DATA FOR THIS EXERCISE Block Start
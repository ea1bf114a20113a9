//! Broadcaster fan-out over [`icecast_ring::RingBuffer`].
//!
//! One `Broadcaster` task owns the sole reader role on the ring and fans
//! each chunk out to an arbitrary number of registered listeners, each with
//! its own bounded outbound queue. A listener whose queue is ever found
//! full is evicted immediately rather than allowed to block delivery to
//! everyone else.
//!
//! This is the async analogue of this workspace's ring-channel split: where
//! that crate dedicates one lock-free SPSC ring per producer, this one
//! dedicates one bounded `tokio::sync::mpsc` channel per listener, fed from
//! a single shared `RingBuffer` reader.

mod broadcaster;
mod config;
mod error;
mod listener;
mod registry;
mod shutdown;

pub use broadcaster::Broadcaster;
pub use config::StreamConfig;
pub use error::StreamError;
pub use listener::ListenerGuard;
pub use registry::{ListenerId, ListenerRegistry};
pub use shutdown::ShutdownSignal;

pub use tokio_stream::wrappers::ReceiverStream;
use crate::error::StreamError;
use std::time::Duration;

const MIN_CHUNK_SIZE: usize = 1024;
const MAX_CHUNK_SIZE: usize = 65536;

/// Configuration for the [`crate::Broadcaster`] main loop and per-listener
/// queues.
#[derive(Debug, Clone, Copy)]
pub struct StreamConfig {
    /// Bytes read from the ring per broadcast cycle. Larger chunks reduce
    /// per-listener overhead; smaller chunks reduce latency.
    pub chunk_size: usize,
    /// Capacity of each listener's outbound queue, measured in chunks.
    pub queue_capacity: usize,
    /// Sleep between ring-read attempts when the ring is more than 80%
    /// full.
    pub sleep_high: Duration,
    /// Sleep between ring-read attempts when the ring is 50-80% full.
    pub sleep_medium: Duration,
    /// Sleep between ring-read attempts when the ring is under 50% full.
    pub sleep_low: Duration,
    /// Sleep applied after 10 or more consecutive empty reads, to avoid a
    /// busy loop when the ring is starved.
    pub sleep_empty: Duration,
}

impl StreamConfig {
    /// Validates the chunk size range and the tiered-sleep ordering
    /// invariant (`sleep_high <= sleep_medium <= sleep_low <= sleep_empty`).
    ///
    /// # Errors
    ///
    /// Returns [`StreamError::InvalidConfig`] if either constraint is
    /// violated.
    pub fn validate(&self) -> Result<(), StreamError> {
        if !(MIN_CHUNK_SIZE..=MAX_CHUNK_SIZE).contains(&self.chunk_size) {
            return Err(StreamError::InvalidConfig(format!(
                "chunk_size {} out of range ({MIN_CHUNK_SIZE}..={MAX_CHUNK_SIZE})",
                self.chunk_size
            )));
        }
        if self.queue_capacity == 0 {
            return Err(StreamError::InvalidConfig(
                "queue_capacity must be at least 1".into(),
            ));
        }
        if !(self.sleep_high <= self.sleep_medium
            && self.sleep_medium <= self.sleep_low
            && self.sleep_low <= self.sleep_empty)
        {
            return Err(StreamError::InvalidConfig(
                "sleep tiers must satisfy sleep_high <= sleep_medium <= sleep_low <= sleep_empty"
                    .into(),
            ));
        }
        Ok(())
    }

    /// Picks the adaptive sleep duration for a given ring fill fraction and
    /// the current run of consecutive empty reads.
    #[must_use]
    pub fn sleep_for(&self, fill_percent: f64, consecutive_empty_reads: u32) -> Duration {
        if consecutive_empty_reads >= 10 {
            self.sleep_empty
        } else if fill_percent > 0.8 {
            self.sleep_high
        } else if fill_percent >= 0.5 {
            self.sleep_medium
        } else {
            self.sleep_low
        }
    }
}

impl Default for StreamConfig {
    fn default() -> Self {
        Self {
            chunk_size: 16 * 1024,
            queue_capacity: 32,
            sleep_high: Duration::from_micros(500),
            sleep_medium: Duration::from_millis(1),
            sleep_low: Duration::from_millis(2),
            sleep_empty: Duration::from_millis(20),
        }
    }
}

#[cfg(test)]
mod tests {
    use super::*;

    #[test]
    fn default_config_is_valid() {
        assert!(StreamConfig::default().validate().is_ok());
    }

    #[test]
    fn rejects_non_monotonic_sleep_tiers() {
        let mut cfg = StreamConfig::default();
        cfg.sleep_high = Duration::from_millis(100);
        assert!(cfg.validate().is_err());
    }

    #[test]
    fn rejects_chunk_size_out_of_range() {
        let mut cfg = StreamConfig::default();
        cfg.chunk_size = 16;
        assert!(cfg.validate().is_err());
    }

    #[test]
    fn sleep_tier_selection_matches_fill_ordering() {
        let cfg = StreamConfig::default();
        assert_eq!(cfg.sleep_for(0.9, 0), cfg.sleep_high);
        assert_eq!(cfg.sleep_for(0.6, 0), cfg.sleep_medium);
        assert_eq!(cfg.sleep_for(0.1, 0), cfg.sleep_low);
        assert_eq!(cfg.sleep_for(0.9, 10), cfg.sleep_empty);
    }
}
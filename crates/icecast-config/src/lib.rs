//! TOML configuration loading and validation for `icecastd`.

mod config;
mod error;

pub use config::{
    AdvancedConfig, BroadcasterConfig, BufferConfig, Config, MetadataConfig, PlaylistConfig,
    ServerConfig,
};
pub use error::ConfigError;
DATA FOR THIS EXERCISE Block End
Write out every record exactly as it appears above.

repository ea1bf114a20113a9
//! Broadcaster fan-out over [`icecast_ring::RingBuffer`].
//!
//! One `Broadcaster` task owns the sole reader role on the ring and fans
//! each chunk out to an arbitrary number of registered listeners, each with
//! its own bounded outbound queue. A listener whose queue is ever found
//! full is evicted immediately rather than allowed to block delivery to
//! everyone else.
//!
//! This is the async analogue of this workspace's ring-channel split: where
//! that crate dedicates one lock-free SPSC ring per producer, this one
//! dedicates one bounded `tokio::sync::mpsc` channel per listener, fed from
//! a single shared `RingBuffer` reader.

mod broadcaster;
mod config;
mod error;
mod listener;
mod registry;
mod shutdown;

pub use broadcaster::Broadcaster;
pub use config::StreamConfig;
pub use error::StreamError;
pub use listener::ListenerGuard;
pub use registry::{ListenerId, ListenerRegistry};
pub use shutdown::ShutdownSignal;

pub use tokio_stream::wrappers::ReceiverStream;
use crate::error::StreamError;
use std::time::Duration;

const MIN_CHUNK_SIZE: usize = 1024;
const MAX_CHUNK_SIZE: usize = 65536;

/// Configuration for the [`crate::Broadcaster`] main loop and per-listener
/// queues.
#[derive(Debug, Clone, Copy)]
pub struct StreamConfig {
    /// Bytes read from the ring per broadcast cycle. Larger chunks reduce
    /// per-listener overhead; smaller chunks reduce latency.
    pub chunk_size: usize,
    /// Capacity of each listener's outbound queue, measured in chunks.
    pub queue_capacity: usize,
    /// Sleep between ring-read attempts when the ring is more than 80%
    /// full.
    pub sleep_high: Duration,
    /// Sleep between ring-read attempts when the ring is 50-80% full.
    pub sleep_medium: Duration,
    /// Sleep between ring-read attempts when the ring is under 50% full.
    pub sleep_low: Duration,
    /// Sleep applied after 10 or more consecutive empty reads, to avoid a
    /// busy loop when the ring is starved.
    pub sleep_empty: Duration,
}

impl StreamConfig {
    /// Validates the chunk size range and the tiered-sleep ordering
    /// invariant (`sleep_high <= sleep_medium <= sleep_low <= sleep_empty`).
    ///
    /// # Errors
    ///
    /// Returns [`StreamError::InvalidConfig`] if either constraint is
    /// violated.
    pub fn validate(&self) -> Result<(), StreamError> {
        if !(MIN_CHUNK_SIZE..=MAX_CHUNK_SIZE).contains(&self.chunk_size) {
            return Err(StreamError::InvalidConfig(format!(
                "chunk_size {} out of range ({MIN_CHUNK_SIZE}..={MAX_CHUNK_SIZE})",
                self.chunk_size
            )));
        }
        if self.queue_capacity == 0 {
            return Err(StreamError::InvalidConfig(
                "queue_capacity must be at least 1".into(),
            ));
        }
        if !(self.sleep_high <= self.sleep_medium
            && self.sleep_medium <= self.sleep_low
            && self.sleep_low <= self.sleep_empty)
        {
            return Err(StreamError::InvalidConfig(
                "sleep tiers must satisfy sleep_high <= sleep_medium <= sleep_low <= sleep_empty"
                    .into(),
            ));
        }
        Ok(())
    }

    /// Picks the adaptive sleep duration for a given ring fill fraction and
    /// the current run of consecutive empty reads.
    #[must_use]
    pub fn sleep_for(&self, fill_percent: f64, consecutive_empty_reads: u32) -> Duration {
        if consecutive_empty_reads >= 10 {
            self.sleep_empty
        } else if fill_percent > 0.8 {
            self.sleep_high
        } else if fill_percent >= 0.5 {
            self.sleep_medium
        } else {
            self.sleep_low
        }
    }
}

impl Default for StreamConfig {
    fn default() -> Self {
        Self {
            chunk_size: 16 * 1024,
            queue_capacity: 32,
            sleep_high: Duration::from_micros(500),
            sleep_medium: Duration::from_millis(1),
            sleep_low: Duration::from_millis(2),
            sleep_empty: Duration::from_millis(20),
        }
    }
}

#[cfg(test)]
mod tests {
    use super::*;

    #[test]
    fn default_config_is_valid() {
        assert!(StreamConfig::default().validate().is_ok());
    }

    #[test]
    fn rejects_non_monotonic_sleep_tiers() {
        let mut cfg = StreamConfig::default();
        cfg.sleep_high = Duration::from_millis(100);
        assert!(cfg.validate().is_err());
    }

    #[test]
    fn rejects_chunk_size_out_of_range() {
        let mut cfg = StreamConfig::default();
        cfg.chunk_size = 16;
        assert!(cfg.validate().is_err());
    }

    #[test]
    fn sleep_tier_selection_matches_fill_ordering() {
        let cfg = StreamConfig::default();
        assert_eq!(cfg.sleep_for(0.9, 0), cfg.sleep_high);
        assert_eq!(cfg.sleep_for(0.6, 0), cfg.sleep_medium);
        assert_eq!(cfg.sleep_for(0.1, 0), cfg.sleep_low);
        assert_eq!(cfg.sleep_for(0.9, 10), cfg.sleep_empty);
    }
}
filename crates/icecast-config/src/lib.rs
//! TOML configuration loading and validation for `icecastd`.

mod config;
mod error;

pub use config::{
    AdvancedConfig, BroadcasterConfig, BufferConfig, Config, MetadataConfig, PlaylistConfig,
    ServerConfig,
};
pub use error::ConfigError;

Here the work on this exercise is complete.